WORK INSTRUCTIONS: In the records, each line holding "Option" must be reported.

GIVEN INFORMATION:
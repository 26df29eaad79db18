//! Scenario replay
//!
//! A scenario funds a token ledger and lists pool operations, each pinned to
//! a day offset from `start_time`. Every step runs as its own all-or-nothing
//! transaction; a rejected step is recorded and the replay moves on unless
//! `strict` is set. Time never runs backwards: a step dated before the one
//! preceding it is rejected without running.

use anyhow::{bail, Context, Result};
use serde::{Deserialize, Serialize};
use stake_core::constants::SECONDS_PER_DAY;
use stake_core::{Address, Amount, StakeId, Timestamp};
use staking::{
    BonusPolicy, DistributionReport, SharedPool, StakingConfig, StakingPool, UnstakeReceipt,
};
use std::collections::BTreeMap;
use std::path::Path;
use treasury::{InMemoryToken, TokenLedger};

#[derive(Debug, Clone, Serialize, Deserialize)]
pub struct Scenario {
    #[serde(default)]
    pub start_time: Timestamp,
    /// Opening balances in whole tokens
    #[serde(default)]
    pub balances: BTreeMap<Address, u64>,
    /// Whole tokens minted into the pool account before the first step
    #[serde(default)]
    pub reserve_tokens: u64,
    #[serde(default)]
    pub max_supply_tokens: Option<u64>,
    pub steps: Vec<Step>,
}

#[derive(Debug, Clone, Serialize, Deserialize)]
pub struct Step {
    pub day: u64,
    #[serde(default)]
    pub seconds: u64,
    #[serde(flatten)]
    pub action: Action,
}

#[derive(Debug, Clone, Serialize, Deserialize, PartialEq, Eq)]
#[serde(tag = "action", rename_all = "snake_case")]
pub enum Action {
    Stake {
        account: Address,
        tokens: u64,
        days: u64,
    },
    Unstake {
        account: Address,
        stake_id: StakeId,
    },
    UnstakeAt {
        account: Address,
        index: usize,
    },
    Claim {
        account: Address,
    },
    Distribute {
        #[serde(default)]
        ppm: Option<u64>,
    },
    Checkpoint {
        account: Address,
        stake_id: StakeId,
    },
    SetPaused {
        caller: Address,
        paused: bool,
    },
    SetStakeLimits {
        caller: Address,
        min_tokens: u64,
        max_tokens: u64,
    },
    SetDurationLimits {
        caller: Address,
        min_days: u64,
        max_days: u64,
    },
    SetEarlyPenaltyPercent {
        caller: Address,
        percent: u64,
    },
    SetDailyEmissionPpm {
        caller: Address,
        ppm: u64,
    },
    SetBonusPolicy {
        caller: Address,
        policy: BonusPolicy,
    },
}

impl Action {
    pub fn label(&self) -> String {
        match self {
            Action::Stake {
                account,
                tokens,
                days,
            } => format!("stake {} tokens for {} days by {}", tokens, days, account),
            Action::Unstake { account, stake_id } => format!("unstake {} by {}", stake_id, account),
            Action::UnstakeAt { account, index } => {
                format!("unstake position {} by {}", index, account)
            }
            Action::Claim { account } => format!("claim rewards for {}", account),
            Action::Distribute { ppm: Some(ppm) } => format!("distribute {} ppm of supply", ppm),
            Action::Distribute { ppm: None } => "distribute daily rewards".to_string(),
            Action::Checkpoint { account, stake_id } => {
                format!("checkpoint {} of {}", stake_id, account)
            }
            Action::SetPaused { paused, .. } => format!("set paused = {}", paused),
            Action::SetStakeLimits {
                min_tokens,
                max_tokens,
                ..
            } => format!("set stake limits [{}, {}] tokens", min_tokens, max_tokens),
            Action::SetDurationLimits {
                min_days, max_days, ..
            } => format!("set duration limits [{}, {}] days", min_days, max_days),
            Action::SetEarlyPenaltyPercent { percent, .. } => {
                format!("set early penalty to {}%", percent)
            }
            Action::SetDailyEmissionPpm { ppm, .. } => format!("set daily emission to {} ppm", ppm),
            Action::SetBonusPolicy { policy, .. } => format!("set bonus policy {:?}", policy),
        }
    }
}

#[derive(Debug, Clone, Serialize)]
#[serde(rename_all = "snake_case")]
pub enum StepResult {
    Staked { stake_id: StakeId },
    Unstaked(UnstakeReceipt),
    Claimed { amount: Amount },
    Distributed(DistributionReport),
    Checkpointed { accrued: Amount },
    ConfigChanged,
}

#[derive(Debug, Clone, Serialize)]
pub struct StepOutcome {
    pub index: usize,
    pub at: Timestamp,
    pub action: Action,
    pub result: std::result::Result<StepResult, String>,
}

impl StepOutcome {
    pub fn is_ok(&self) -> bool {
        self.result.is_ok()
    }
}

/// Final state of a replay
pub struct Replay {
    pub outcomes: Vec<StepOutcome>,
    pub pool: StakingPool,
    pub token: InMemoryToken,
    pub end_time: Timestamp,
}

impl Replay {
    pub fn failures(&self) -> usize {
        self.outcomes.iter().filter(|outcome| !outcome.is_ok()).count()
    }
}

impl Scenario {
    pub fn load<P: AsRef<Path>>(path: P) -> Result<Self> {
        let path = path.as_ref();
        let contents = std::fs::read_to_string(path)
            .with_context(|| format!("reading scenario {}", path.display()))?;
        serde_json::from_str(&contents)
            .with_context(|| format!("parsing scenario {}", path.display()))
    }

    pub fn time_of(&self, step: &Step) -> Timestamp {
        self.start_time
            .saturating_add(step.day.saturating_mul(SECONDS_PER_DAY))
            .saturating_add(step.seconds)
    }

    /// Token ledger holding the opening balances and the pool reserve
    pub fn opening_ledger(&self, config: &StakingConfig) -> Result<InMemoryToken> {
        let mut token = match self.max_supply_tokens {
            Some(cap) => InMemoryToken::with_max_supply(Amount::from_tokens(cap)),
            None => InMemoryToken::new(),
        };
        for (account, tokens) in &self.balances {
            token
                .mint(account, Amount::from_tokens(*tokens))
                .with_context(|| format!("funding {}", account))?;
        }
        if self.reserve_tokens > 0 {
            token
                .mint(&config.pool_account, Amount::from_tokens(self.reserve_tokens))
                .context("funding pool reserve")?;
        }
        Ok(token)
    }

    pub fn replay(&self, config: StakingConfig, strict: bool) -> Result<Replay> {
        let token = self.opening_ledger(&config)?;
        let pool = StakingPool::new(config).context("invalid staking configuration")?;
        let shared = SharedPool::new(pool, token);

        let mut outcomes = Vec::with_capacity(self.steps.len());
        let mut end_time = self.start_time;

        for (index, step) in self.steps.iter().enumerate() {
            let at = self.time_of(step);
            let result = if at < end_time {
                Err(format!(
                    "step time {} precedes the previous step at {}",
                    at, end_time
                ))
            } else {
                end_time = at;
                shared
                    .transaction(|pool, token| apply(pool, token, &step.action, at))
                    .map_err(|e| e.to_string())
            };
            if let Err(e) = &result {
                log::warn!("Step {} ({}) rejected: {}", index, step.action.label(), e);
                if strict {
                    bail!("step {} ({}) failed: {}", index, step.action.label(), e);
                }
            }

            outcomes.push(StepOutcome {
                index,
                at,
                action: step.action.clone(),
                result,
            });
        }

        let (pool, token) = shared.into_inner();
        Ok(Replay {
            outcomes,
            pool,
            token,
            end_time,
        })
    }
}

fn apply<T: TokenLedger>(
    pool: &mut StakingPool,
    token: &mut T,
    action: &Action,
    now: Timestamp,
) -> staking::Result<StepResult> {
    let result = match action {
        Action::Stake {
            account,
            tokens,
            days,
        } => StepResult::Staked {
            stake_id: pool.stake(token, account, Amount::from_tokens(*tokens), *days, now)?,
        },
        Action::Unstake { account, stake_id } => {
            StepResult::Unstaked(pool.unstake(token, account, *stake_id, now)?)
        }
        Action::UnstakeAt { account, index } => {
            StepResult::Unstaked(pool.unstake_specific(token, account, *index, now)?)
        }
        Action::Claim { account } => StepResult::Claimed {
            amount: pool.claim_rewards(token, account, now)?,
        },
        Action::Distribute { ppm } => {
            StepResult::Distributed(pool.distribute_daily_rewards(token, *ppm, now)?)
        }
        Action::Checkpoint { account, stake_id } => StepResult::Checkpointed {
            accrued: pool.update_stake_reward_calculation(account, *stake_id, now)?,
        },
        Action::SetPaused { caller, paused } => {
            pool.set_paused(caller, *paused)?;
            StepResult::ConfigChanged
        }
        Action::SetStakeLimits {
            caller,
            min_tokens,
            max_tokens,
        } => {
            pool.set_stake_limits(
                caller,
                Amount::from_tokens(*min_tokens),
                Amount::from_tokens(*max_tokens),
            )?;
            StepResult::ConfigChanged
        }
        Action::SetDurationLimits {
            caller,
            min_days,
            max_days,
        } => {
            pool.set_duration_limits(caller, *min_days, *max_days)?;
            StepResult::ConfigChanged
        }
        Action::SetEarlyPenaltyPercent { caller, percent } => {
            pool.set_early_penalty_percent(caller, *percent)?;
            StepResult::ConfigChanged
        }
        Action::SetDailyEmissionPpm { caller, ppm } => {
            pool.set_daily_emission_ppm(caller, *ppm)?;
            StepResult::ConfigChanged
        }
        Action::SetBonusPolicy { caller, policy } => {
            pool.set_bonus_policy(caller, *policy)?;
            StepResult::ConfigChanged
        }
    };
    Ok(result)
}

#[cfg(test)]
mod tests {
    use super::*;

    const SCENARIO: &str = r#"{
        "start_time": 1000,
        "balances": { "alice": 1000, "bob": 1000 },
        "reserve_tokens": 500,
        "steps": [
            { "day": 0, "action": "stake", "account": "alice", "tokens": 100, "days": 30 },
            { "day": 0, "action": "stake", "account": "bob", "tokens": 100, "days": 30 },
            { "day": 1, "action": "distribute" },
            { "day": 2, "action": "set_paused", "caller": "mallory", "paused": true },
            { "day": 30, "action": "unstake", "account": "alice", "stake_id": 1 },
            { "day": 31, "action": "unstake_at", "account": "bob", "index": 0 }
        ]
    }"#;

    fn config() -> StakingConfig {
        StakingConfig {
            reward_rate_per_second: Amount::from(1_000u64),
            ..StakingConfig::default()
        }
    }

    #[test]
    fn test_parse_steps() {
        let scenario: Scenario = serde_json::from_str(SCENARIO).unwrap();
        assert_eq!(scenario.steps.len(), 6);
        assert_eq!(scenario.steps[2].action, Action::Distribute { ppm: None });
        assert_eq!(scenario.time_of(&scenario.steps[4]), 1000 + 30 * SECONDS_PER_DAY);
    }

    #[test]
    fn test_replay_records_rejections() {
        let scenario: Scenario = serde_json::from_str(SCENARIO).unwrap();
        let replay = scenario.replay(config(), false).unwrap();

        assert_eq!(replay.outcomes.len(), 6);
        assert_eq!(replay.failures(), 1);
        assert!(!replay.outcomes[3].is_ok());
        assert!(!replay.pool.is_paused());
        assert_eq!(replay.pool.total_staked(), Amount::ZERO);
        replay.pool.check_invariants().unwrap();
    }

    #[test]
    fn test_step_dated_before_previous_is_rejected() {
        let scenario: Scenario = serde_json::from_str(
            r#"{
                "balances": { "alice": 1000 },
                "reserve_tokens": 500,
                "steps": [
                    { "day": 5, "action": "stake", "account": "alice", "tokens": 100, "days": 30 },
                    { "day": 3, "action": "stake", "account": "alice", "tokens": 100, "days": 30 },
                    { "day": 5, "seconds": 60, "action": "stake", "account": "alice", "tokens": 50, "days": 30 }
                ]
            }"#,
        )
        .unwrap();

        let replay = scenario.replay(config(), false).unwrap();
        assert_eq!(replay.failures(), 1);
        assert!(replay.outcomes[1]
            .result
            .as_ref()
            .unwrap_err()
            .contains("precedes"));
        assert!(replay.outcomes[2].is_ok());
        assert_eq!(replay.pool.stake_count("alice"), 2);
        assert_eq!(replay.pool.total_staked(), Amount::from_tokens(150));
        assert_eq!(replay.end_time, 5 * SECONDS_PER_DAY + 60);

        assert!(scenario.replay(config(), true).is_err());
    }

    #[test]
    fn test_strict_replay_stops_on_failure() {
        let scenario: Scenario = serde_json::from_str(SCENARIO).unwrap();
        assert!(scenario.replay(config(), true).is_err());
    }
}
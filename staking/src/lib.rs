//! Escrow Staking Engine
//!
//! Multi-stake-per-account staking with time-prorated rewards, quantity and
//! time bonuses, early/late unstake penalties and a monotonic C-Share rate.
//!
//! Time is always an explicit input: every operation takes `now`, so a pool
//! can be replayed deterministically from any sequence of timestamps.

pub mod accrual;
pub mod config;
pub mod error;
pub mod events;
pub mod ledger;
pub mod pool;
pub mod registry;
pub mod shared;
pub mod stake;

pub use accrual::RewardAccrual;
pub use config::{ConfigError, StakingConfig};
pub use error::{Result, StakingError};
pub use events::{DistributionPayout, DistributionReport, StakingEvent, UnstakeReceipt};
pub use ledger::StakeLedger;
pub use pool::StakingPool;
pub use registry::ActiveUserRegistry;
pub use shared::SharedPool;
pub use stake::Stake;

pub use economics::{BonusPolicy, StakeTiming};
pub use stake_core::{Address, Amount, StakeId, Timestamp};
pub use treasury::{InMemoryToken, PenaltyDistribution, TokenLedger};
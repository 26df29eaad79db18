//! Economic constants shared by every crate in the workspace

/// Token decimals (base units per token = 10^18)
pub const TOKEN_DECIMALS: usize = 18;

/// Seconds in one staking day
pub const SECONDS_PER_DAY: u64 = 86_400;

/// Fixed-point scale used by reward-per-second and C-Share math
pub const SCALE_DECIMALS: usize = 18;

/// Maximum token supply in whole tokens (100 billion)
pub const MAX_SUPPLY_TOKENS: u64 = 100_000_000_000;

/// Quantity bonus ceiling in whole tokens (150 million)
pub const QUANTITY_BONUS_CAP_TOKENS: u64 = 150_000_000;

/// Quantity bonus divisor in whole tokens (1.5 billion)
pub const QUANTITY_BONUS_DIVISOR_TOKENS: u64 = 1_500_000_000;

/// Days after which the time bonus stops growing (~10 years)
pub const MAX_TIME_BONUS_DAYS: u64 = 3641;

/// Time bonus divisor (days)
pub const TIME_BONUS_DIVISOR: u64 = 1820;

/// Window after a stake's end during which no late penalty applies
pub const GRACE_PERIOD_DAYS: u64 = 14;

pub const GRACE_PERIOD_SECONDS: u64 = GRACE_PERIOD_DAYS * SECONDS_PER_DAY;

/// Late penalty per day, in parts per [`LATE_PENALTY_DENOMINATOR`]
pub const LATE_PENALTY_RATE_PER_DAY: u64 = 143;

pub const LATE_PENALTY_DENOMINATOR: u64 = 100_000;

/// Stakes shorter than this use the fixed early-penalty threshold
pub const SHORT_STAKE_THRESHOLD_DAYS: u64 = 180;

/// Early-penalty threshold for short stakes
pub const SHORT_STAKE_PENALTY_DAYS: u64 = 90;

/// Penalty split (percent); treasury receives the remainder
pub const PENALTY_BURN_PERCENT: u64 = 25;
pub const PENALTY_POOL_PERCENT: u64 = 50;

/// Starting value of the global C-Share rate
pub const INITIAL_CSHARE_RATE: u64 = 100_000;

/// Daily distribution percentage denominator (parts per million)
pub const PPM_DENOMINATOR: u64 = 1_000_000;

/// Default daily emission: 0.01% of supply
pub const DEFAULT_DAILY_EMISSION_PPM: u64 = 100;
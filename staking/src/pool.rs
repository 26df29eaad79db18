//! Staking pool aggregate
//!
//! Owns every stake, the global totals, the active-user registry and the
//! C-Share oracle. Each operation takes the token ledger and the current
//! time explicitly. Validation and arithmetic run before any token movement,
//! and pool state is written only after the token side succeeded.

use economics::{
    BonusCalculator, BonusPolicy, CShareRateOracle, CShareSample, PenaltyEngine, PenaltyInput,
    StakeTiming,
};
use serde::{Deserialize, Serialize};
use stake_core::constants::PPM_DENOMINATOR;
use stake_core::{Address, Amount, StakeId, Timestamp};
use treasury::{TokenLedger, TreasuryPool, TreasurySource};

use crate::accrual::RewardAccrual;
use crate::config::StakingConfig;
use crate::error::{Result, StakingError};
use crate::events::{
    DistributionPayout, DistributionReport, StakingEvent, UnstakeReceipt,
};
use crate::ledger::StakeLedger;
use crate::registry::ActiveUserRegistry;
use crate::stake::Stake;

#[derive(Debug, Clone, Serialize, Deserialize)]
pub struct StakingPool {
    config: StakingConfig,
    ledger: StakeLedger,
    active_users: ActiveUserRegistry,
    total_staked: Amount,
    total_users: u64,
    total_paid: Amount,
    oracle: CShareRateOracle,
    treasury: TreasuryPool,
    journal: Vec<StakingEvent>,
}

ANSWER TO THIS EXERCISE:
    pub max_supply_tokens: Option<u64>,
        ppm: Option<u64>,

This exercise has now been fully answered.